:: TRY IT ::
In the entries below, count the lines holding "loaded". Reply with the number only.

Stored items:
+ + + +
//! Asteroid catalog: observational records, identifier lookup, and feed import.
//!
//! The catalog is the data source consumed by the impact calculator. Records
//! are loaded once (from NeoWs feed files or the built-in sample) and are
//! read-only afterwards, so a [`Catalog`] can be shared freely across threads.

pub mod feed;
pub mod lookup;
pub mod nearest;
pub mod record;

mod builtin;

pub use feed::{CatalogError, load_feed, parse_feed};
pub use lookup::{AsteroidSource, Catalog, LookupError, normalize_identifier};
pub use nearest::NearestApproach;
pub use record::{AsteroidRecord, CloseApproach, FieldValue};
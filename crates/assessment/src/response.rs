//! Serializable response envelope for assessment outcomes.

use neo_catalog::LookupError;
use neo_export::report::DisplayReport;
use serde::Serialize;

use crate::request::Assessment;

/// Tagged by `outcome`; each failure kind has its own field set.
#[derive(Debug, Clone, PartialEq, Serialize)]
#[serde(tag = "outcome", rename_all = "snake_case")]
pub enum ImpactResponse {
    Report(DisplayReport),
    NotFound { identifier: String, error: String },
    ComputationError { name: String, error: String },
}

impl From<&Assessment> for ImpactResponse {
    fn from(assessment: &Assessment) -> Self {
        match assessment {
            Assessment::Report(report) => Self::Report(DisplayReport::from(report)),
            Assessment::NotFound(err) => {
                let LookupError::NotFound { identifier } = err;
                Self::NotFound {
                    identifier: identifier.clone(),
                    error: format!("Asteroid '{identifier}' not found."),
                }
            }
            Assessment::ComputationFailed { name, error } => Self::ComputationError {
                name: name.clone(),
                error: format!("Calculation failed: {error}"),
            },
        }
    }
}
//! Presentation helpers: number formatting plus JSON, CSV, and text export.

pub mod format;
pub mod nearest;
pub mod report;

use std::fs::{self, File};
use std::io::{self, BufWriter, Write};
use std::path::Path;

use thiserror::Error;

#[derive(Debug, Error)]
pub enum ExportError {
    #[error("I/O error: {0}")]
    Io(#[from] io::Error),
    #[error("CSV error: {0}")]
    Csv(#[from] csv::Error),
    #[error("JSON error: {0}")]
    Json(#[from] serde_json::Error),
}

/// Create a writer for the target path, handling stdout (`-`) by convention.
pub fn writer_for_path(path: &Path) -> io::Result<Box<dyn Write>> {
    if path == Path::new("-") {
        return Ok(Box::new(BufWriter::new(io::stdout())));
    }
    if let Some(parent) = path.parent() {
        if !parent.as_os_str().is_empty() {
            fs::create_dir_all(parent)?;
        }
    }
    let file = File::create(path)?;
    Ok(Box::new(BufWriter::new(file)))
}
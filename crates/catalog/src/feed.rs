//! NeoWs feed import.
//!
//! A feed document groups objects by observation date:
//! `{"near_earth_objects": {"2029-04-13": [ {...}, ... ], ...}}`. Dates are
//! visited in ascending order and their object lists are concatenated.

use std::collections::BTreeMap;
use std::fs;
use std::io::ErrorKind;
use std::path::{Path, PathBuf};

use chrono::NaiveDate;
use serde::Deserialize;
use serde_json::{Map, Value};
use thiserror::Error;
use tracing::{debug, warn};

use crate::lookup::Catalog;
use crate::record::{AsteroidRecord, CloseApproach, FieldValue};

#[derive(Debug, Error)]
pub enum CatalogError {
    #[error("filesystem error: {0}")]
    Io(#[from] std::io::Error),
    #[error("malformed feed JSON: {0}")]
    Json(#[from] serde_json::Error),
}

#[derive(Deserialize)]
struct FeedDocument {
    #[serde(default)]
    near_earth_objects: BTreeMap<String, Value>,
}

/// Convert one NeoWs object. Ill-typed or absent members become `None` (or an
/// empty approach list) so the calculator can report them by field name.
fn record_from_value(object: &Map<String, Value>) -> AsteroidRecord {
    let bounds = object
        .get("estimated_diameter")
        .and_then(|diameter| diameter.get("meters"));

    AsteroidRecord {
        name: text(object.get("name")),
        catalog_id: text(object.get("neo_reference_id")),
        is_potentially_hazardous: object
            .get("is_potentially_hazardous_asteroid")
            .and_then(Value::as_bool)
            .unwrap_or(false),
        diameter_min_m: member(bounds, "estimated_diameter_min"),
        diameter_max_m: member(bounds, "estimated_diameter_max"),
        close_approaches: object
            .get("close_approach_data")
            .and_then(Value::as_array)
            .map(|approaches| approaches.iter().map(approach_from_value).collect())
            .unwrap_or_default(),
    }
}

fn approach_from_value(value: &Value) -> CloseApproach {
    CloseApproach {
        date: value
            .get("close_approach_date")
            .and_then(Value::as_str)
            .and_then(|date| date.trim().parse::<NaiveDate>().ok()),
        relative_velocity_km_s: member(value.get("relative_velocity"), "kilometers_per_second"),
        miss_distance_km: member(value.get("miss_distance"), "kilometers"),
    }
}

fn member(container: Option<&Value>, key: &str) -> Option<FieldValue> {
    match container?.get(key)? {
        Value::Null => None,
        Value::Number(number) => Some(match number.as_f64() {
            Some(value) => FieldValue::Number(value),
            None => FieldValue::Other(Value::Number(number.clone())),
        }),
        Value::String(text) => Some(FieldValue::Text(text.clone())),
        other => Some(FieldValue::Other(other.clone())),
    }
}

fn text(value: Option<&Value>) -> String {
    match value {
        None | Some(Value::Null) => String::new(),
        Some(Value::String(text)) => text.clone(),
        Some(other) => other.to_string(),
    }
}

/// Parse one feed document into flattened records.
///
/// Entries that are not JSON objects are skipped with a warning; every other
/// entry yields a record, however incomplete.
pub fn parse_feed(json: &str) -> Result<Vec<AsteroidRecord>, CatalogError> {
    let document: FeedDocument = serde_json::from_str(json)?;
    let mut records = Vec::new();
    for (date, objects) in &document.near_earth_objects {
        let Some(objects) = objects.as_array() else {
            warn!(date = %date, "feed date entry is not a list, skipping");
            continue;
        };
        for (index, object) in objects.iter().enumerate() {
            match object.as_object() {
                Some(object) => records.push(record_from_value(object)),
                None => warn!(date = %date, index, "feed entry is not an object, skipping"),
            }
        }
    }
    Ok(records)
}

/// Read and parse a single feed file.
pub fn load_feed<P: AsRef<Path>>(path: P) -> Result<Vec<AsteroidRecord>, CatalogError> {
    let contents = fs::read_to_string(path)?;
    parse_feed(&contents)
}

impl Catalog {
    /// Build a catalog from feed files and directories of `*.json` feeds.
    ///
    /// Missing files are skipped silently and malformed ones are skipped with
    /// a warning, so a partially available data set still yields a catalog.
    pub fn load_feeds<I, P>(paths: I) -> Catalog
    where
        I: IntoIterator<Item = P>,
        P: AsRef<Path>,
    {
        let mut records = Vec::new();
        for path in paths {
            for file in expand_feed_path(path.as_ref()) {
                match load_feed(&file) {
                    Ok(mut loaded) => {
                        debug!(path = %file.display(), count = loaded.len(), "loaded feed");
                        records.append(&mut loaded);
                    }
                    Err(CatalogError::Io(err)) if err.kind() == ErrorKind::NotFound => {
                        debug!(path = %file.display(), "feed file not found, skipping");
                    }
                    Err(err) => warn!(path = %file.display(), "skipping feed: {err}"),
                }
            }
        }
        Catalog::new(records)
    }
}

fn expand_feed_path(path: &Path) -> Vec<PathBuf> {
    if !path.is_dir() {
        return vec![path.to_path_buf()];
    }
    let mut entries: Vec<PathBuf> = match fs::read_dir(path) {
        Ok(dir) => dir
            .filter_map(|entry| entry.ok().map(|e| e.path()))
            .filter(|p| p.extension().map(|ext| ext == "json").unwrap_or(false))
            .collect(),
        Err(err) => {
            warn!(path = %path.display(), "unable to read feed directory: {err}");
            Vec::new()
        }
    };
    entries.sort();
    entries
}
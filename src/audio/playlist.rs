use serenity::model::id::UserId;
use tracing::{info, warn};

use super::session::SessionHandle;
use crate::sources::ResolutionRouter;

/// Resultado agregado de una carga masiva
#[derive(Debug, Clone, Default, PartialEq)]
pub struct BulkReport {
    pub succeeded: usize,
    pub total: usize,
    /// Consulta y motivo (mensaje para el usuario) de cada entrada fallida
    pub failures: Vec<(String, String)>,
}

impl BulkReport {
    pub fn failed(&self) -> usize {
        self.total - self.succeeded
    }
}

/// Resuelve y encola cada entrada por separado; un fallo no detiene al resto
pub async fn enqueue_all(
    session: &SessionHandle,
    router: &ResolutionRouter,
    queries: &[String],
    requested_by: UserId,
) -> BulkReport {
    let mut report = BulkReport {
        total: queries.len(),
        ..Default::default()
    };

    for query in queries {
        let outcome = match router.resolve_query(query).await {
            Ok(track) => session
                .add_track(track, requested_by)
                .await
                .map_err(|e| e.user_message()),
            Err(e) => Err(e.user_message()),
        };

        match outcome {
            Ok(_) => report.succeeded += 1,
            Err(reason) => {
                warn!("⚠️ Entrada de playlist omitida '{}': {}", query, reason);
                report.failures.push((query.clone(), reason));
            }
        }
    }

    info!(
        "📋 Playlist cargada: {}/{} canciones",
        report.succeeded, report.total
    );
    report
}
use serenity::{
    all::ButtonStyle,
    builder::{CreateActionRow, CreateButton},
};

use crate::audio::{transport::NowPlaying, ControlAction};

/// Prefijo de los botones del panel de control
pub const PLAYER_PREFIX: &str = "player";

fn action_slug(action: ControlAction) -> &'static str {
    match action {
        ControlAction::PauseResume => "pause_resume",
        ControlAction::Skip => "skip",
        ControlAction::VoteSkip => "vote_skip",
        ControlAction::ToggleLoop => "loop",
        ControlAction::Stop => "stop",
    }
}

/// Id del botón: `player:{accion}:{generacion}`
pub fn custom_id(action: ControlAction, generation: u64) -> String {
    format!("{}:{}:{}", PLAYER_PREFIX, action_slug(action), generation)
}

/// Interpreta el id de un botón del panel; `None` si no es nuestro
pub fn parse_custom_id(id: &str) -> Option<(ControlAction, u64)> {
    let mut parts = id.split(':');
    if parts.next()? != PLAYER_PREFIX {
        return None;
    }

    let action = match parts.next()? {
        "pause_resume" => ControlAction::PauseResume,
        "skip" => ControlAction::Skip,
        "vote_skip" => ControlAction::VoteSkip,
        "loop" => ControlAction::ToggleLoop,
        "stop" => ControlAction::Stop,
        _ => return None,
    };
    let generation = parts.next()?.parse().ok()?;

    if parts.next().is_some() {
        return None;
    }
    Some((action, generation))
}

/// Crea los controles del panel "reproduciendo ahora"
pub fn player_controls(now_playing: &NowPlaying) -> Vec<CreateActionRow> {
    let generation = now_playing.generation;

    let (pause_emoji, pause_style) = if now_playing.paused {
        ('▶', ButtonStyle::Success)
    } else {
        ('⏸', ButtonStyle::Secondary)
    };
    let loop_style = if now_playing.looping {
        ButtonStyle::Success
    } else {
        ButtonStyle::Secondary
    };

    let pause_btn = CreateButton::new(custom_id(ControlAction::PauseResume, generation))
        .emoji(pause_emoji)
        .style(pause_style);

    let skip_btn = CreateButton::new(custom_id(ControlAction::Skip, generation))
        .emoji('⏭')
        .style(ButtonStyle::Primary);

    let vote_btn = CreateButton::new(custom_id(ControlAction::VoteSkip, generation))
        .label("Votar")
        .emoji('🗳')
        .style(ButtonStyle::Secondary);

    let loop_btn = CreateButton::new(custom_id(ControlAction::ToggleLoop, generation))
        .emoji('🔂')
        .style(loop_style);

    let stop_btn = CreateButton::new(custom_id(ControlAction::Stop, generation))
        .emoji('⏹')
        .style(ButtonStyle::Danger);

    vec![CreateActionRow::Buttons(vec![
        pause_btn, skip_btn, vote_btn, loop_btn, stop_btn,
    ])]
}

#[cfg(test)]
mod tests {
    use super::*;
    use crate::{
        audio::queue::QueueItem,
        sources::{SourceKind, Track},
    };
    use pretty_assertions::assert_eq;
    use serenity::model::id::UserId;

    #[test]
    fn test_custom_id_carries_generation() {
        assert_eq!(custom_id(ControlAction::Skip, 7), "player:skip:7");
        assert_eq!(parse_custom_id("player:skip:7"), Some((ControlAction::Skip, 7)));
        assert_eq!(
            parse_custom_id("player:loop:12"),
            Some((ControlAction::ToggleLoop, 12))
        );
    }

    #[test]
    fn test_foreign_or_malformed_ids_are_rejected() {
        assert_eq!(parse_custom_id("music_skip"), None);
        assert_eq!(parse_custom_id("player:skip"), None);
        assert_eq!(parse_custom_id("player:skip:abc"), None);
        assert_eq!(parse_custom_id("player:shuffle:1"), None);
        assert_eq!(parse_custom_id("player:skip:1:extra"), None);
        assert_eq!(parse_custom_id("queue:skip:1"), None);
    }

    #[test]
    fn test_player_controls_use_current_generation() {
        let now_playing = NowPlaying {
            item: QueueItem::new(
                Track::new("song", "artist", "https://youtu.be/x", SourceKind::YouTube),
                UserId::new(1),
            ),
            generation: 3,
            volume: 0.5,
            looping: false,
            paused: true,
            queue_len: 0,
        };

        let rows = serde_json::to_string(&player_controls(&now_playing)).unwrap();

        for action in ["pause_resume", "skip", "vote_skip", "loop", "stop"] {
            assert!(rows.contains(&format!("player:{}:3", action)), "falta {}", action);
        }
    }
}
+ + + +
:: WRITTEN RESPONSE ::
4